Well, obviously I don't mean just as an extender, but for that on top !


----------



## TCM2007 (Dec 25, 2006)

I own three 360s just as extenders!


----------



## alextegg (May 21, 2002)

TCM2007 said:


> Hopefully Sony won't have a choice; I believe that people have Linux running on a PS3 now.


Yes, I have played with Linux on my PS3, but have no real use for it beyond that. I think to use the Linux platform PS3 as a PVR would fall into the v. hard basket...


----------



## alextegg (May 21, 2002)

TCM2007 said:


> I own three 360s just as extenders!


Sounds like you need to find some like minded friends for some excellent games evenings


----------



## TCM2007 (Dec 25, 2006)

I own one game, and that only gets played by the babysitter!


----------



## alextegg (May 21, 2002)

Best not suggest that the babysitter has gaming parties, then


----------



## mrtickle (Aug 26, 2001)

TCM2007 said:


> The Sky+ version is fairly reliable, but it's not intelligent. Set it for the 10pm Friday showing a series and it will never, ever, record the Sunday 2pm repeat, even is a clash prevents the Friday recording.

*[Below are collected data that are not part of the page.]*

//! End-to-end pipeline tests over the bundled question banks and answer set.
//!
//! These tests verify that parsing, batch evaluation, audio retrieval and
//! report rendering work together on realistic answers.

use std::collections::HashMap;
use std::path::Path;
use std::sync::Arc;
use std::time::Duration;

use vivascore_core::batch::{BatchConfig, BatchRunner, NoopReporter};
use vivascore_core::model::{AudioFeatures, LogicalFlow, TechnicalMode};
use vivascore_core::parser::{parse_answer_set, parse_question_bank, validate_answer_set};
use vivascore_core::Evaluator;
use vivascore_report::{generate_html, generate_markdown};
use vivascore_sources::mock::MockFeatureSource;

fn fixtures() -> (
    vivascore_core::model::QuestionBank,
    vivascore_core::model::AnswerSet,
) {
    let bank = parse_question_bank(Path::new("../../question-banks/data-structures.toml")).unwrap();
    let answers = parse_answer_set(Path::new("../../answers/sample-session.toml")).unwrap();
    (bank, answers)
}

fn runner() -> BatchRunner {
    BatchRunner::new(
        Arc::new(Evaluator::default()),
        BatchConfig {
            parallelism: 2,
            audio_timeout: Duration::from_secs(1),
        },
    )
}

#[tokio::test]
async fn e2e_sample_session() {
    let (bank, answers) = fixtures();
    assert!(validate_answer_set(&answers, &bank).is_empty());

    let report = runner().run(&answers, &bank, &NoopReporter).await.unwrap();
    assert_eq!(report.records.len(), 3);
    assert_eq!(report.stats.degraded, 0);

    let strong = report.records[0].evaluation.result();
    let weak = report.records[1].evaluation.result();

    // The strong answer covers every must-have concept and all four parts.
    assert_eq!(strong.technical.metrics.mode, TechnicalMode::Rubric);
    assert!(strong.technical.metrics.missing_concepts.is_empty());
    assert_eq!(strong.structure.logical_flow, LogicalFlow::ExcellentStructure);
    assert!(strong.overall_score > weak.overall_score);

    // The weak answer is full of fillers and hedges.
    assert!(weak.clarity.metrics.filler_count > 0.0);
    assert!(!weak.suggestions.is_empty());
    assert!(weak.suggestions.len() <= 5);

    for record in &report.records {
        let e = record.evaluation.result();
        for score in [
            e.clarity.score,
            e.confidence.score,
            e.technical.score,
            e.structure.structure_score,
            e.overall_score,
        ] {
            assert!((0.0..=10.0).contains(&score));
        }
    }
}

#[tokio::test]
async fn e2e_audio_from_mock_source() {
    let (bank, answers) = fixtures();
    let mut features = HashMap::new();
    features.insert(
        "stack-queue-weak".to_string(),
        AudioFeatures {
            speaking_rate: Some(80.0),
            long_pauses: Some(6),
            ..Default::default()
        },
    );
    let source = Arc::new(MockFeatureSource::new(features));

    let report = runner()
        .with_source(source.clone())
        .run(&answers, &bank, &NoopReporter)
        .await
        .unwrap();

    // The first answer carries inline audio, so only two lookups happen.
    assert_eq!(source.call_count(), 2);

    let weak = report.records[1].evaluation.result();
    let voice = weak.confidence.metrics.voice_metrics.as_ref().unwrap();
    assert_eq!(voice.long_pauses, Some(6));

    // A failed lookup only drops the audio signal.
    let partial = &report.records[2].evaluation;
    assert!(!partial.is_degraded());
    assert!(partial.result().confidence.metrics.voice_metrics.is_none());
}

#[tokio::test]
async fn e2e_slow_source_does_not_block() {
    let (bank, answers) = fixtures();
    let source = Arc::new(
        MockFeatureSource::with_fixed_features(AudioFeatures {
            speaking_rate: Some(150.0),
            ..Default::default()
        })
        .with_delay(Duration::from_secs(30)),
    );
    let runner = BatchRunner::new(
        Arc::new(Evaluator::default()),
        BatchConfig {
            parallelism: 4,
            audio_timeout: Duration::from_millis(50),
        },
    )
    .with_source(source);

    let report = runner.run(&answers, &bank, &NoopReporter).await.unwrap();
    assert_eq!(report.records.len(), 3);
    assert_eq!(report.stats.degraded, 0);
    assert!(report.records[1]
        .evaluation
        .result()
        .confidence
        .metrics
        .voice_metrics
        .is_none());
}

#[tokio::test]
async fn e2e_reports_render() {
    let (bank, answers) = fixtures();
    let report = runner().run(&answers, &bank, &NoopReporter).await.unwrap();

    let html = generate_html(&report);
    assert!(html.contains("hash-map-strong"));
    assert!(html.contains("Sample Candidate"));

    let md = generate_markdown(report.records[0].evaluation.result());
    assert!(md.contains("- [x] conclusion"));
}

#[test]
fn evaluation_is_deterministic() {
    let (bank, answers) = fixtures();
    let evaluator = Evaluator::default();
    let answer = &answers.answers[0];
    let rubric = bank.rubric(answer.question_id);

    let first = evaluator.evaluate(&answer.transcript, rubric, answer.audio.as_ref());
    let second = evaluator.evaluate(&answer.transcript, rubric, answer.audio.as_ref());
    assert_eq!(
        serde_json::to_string(&first).unwrap(),
        serde_json::to_string(&second).unwrap()
    );
}
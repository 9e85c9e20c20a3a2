//! The `vivascore compare` command.

use std::path::PathBuf;

use anyhow::Result;

use vivascore_core::report::{BatchReport, RegressionReport, ScoreChange};

pub fn execute(
    baseline_path: PathBuf,
    current_path: PathBuf,
    threshold: f64,
    fail_on_regression: bool,
    format: String,
) -> Result<()> {
    anyhow::ensure!(
        threshold.is_finite() && threshold >= 0.0,
        "threshold must be a non-negative number"
    );
    anyhow::ensure!(
        matches!(format.as_str(), "text" | "json" | "markdown" | "md"),
        "unknown format '{format}', expected text, json or markdown"
    );

    let baseline = BatchReport::load_json(&baseline_path)?;
    let current = BatchReport::load_json(&current_path)?;
    let diff = current.compare(&baseline, threshold);

    match format.as_str() {
        "json" => println!("{}", serde_json::to_string_pretty(&diff)?),
        "markdown" | "md" => println!("{}", diff.to_markdown()),
        _ => print_text(&baseline, &current, &diff, threshold),
    }

    if fail_on_regression && diff.has_regressions() {
        eprintln!(
            "{} answer(s) dropped by more than {threshold} points",
            diff.regressions.len()
        );
        std::process::exit(1);
    }

    Ok(())
}

fn print_text(baseline: &BatchReport, current: &BatchReport, diff: &RegressionReport, threshold: f64) {
    use comfy_table::{Cell, Table};

    println!(
        "Baseline: {} ({}), mean overall {:.2}",
        baseline.session.id,
        baseline.created_at.format("%Y-%m-%d %H:%M"),
        baseline.stats.overall.mean
    );
    println!(
        "Current:  {} ({}), mean overall {:.2}",
        current.session.id,
        current.created_at.format("%Y-%m-%d %H:%M"),
        current.stats.overall.mean
    );

    let changes: Vec<(&ScoreChange, &str)> = diff
        .regressions
        .iter()
        .map(|c| (c, "regression"))
        .chain(diff.improvements.iter().map(|c| (c, "improvement")))
        .collect();

    if !changes.is_empty() {
        let mut table = Table::new();
        table.set_header(vec!["Answer", "Baseline", "Current", "Delta", "Change"]);
        for (change, kind) in changes {
            table.add_row(vec![
                Cell::new(&change.answer_id),
                Cell::new(format!("{:.1}", change.baseline_score)),
                Cell::new(format!("{:.1}", change.current_score)),
                Cell::new(format!("{:+.1}", change.delta)),
                Cell::new(kind),
            ]);
        }
        println!("\n{table}");
    }

    println!(
        "\n{} regression(s), {} improvement(s), {} unchanged (threshold {threshold})",
        diff.regressions.len(),
        diff.improvements.len(),
        diff.unchanged
    );
    if diff.new_answers > 0 || diff.removed_answers > 0 {
        println!(
            "{} new answer(s), {} removed or degraded",
            diff.new_answers, diff.removed_answers
        );
    }
}
//! Analyzer and lexicon error types.
//!
//! Analyzer errors never escape [`Evaluator::evaluate`](crate::engine::Evaluator::evaluate):
//! the engine converts them into a degraded evaluation. They are still typed so
//! the engine can log and report *which* analyzer failed and why.

use thiserror::Error;

/// Errors raised by an individual analyzer.
#[derive(Debug, Clone, Error)]
pub enum AnalyzerError {
    /// The analyzer rejected its input.
    #[error("{analyzer}: invalid input: {message}")]
    InvalidInput {
        analyzer: &'static str,
        message: String,
    },

    /// The analyzer failed while computing its report.
    #[error("{analyzer}: {message}")]
    Failed {
        analyzer: &'static str,
        message: String,
    },

    /// The analyzer panicked; the panic was caught at the engine boundary.
    #[error("{analyzer} panicked: {message}")]
    Panicked {
        analyzer: &'static str,
        message: String,
    },
}

impl AnalyzerError {
    /// Shorthand for [`AnalyzerError::Failed`].
    pub fn failed(analyzer: &'static str, message: impl Into<String>) -> Self {
        AnalyzerError::Failed {
            analyzer,
            message: message.into(),
        }
    }

    /// Name of the analyzer that raised this error.
    pub fn analyzer(&self) -> &'static str {
        match self {
            AnalyzerError::InvalidInput { analyzer, .. }
            | AnalyzerError::Failed { analyzer, .. }
            | AnalyzerError::Panicked { analyzer, .. } => analyzer,
        }
    }
}

/// Errors that can occur when compiling a [`Lexicon`](crate::lexicon::Lexicon)
/// into [`RuleTables`](crate::lexicon::RuleTables).
#[derive(Debug, Error)]
pub enum LexiconError {
    /// A structural or concept pattern is not a valid regular expression.
    #[error("invalid pattern in {table}: {source}")]
    InvalidPattern {
        table: String,
        #[source]
        source: regex::Error,
    },

    /// A weighted entry carries a negative or non-finite weight.
    #[error("invalid weight {weight} for '{phrase}' in {table}")]
    InvalidWeight {
        table: String,
        phrase: String,
        weight: f64,
    },

    /// A table that must not be empty was empty.
    #[error("lexicon table '{0}' is empty")]
    EmptyTable(String),
}
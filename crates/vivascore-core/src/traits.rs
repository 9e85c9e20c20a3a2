//! Seams between the engine and its analyzers and collaborators.
//!
//! [`Analyzer`] is implemented by the five scorers in this crate and lets the
//! engine hold them behind trait objects. [`AudioFeatureSource`] is the async
//! boundary to whatever extracts voice features from the recorded answer; its
//! implementations live in `vivascore-sources`.

use std::path::PathBuf;

use async_trait::async_trait;
use serde::{Deserialize, Serialize};

use crate::error::AnalyzerError;
use crate::model::{AudioFeatures, Rubric};

// ---------------------------------------------------------------------------
// Analyzer trait
// ---------------------------------------------------------------------------

/// Everything an analyzer may look at for one answer.
#[derive(Debug, Clone, Copy)]
pub struct AnalysisInput<'a> {
    pub transcript: &'a str,
    pub rubric: Option<&'a Rubric>,
    audio: Option<&'a AudioFeatures>,
}

impl<'a> AnalysisInput<'a> {
    pub fn new(transcript: &'a str) -> Self {
        Self {
            transcript,
            rubric: None,
            audio: None,
        }
    }

    pub fn with_rubric(mut self, rubric: Option<&'a Rubric>) -> Self {
        self.rubric = rubric;
        self
    }

    pub fn with_audio(mut self, audio: Option<&'a AudioFeatures>) -> Self {
        self.audio = audio;
        self
    }

    /// Audio features, or `None` when absent or empty.
    pub fn audio(&self) -> Option<&'a AudioFeatures> {
        self.audio.filter(|a| !a.is_empty())
    }
}

/// A stateless scorer over one answer.
///
/// Implementations must not keep per-call mutable state: one instance is
/// shared across every concurrent evaluation.
pub trait Analyzer: Send + Sync {
    type Output;

    /// Short lowercase name used in logs and error reports.
    fn name(&self) -> &'static str;

    fn analyze(&self, input: &AnalysisInput<'_>) -> Result<Self::Output, AnalyzerError>;
}

// ---------------------------------------------------------------------------
// Audio feature source
// ---------------------------------------------------------------------------

/// Identifies the answer whose audio features are wanted.
#[derive(Debug, Clone, Default, Serialize, Deserialize)]
pub struct FeatureRequest {
    /// Answer identifier, forwarded to remote sources.
    pub answer_id: String,
    /// Local recording or feature file, if the caller has one.
    #[serde(default)]
    pub audio_path: Option<PathBuf>,
}

impl FeatureRequest {
    pub fn new(answer_id: impl Into<String>) -> Self {
        Self {
            answer_id: answer_id.into(),
            audio_path: None,
        }
    }

    pub fn with_path(mut self, path: impl Into<PathBuf>) -> Self {
        self.audio_path = Some(path.into());
        self
    }
}

/// Collaborator that yields voice features for an answer.
#[async_trait]
pub trait AudioFeatureSource: Send + Sync {
    /// Human-readable source name (e.g. "http").
    fn name(&self) -> &str;

    /// Fetch features for one answer.
    async fn features(&self, request: &FeatureRequest) -> anyhow::Result<AudioFeatures>;
}
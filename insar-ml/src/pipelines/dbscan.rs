//! Feature standardization and DBSCAN
//!
//! Semantics follow the usual reference behaviour: Euclidean metric, a point
//! is within the radius when its distance is `<= eps`, and a point counts
//! towards its own neighborhood. Labels start at 0 in discovery order; noise
//! is [`NOISE`].

use std::collections::HashMap;

/// Label of points that belong to no cluster
pub const NOISE: i64 = -1;

/// Scales below this are treated as zero variance
const MIN_SCALE: f64 = 10.0 * f64::EPSILON;

/// Zero-mean, unit-variance columns (population std)
///
/// Non-finite inputs become 0 first. Constant columns are centred but keep
/// scale 1, so they end up all zeros.
pub fn standardize<const N: usize>(rows: &[[f64; N]]) -> Vec<[f64; N]> {
    if rows.is_empty() {
        return Vec::new();
    }
    let clean: Vec<[f64; N]> = rows
        .iter()
        .map(|row| row.map(|v| if v.is_finite() { v } else { 0.0 }))
        .collect();

    let n = clean.len() as f64;
    let mut mean = [0.0; N];
    for row in &clean {
        for (m, v) in mean.iter_mut().zip(row) {
            *m += v / n;
        }
    }
    let mut scale = [0.0; N];
    for row in &clean {
        for ((s, v), m) in scale.iter_mut().zip(row).zip(&mean) {
            *s += (v - m).powi(2) / n;
        }
    }
    for s in scale.iter_mut() {
        *s = s.sqrt();
        if *s < MIN_SCALE {
            *s = 1.0;
        }
    }

    clean
        .iter()
        .map(|row| {
            let mut out = [0.0; N];
            for d in 0..N {
                out[d] = (row[d] - mean[d]) / scale[d];
            }
            out
        })
        .collect()
}

fn squared_distance<const N: usize>(a: &[f64; N], b: &[f64; N]) -> f64 {
    a.iter().zip(b).map(|(x, y)| (x - y).powi(2)).sum()
}

fn cell_of<const N: usize>(p: &[f64; N], eps: f64) -> [i64; N] {
    p.map(|v| (v / eps).floor() as i64)
}

/// Neighborhood of every point (itself included), via a grid of `eps` cells
fn neighborhoods<const N: usize>(points: &[[f64; N]], eps: f64) -> Vec<Vec<usize>> {
    let mut cells: HashMap<[i64; N], Vec<usize>> = HashMap::new();
    for (idx, p) in points.iter().enumerate() {
        cells.entry(cell_of(p, eps)).or_default().push(idx);
    }

    let offsets: Vec<[i64; N]> = (0..3usize.pow(N as u32))
        .map(|mut code| {
            let mut offset = [0i64; N];
            for o in offset.iter_mut() {
                *o = (code % 3) as i64 - 1;
                code /= 3;
            }
            offset
        })
        .collect();

    let eps_sq = eps * eps;
    points
        .iter()
        .map(|p| {
            let home = cell_of(p, eps);
            let mut found = Vec::new();
            for offset in &offsets {
                let mut key = home;
                for (k, o) in key.iter_mut().zip(offset) {
                    *k = k.saturating_add(*o);
                }
                if let Some(members) = cells.get(&key) {
                    found.extend(
                        members
                            .iter()
                            .copied()
                            .filter(|&j| squared_distance(p, &points[j]) <= eps_sq),
                    );
                }
            }
            found.sort_unstable();
            found
        })
        .collect()
}

/// Cluster labels for `points`
pub fn dbscan<const N: usize>(points: &[[f64; N]], eps: f64, min_samples: usize) -> Vec<i64> {
    let neighbors = neighborhoods(points, eps);
    let is_core: Vec<bool> = neighbors.iter().map(|n| n.len() >= min_samples).collect();

    let mut labels = vec![NOISE; points.len()];
    let mut next_label = 0i64;
    let mut stack = Vec::new();

    for seed in 0..points.len() {
        if labels[seed] != NOISE || !is_core[seed] {
            continue;
        }
        stack.push(seed);
        while let Some(i) = stack.pop() {
            if labels[i] != NOISE {
                continue;
            }
            labels[i] = next_label;
            if is_core[i] {
                stack.extend(neighbors[i].iter().copied().filter(|&j| labels[j] == NOISE));
            }
        }
        next_label += 1;
    }

    labels
}

/// Number of distinct non-noise labels
pub fn cluster_count(labels: &[i64]) -> usize {
    let mut seen: Vec<i64> = labels.iter().copied().filter(|&l| l != NOISE).collect();
    seen.sort_unstable();
    seen.dedup();
    seen.len()
}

Indeed. It's an extremely poor design given that TiVo was already filtering duplicates and handling conflicts much more intelligently, and the've had so long to copy it.



> This is bad,


I'd say "unforgivably dumb and a missed opportunity". Sky's proposed solution of just "throwing more tuners at it" only goes some way to working around the problem. I believe that the I'm still impressed with the way TiVo works around clashes with a single tuner; the twin-tuner TiVos must be really great at it!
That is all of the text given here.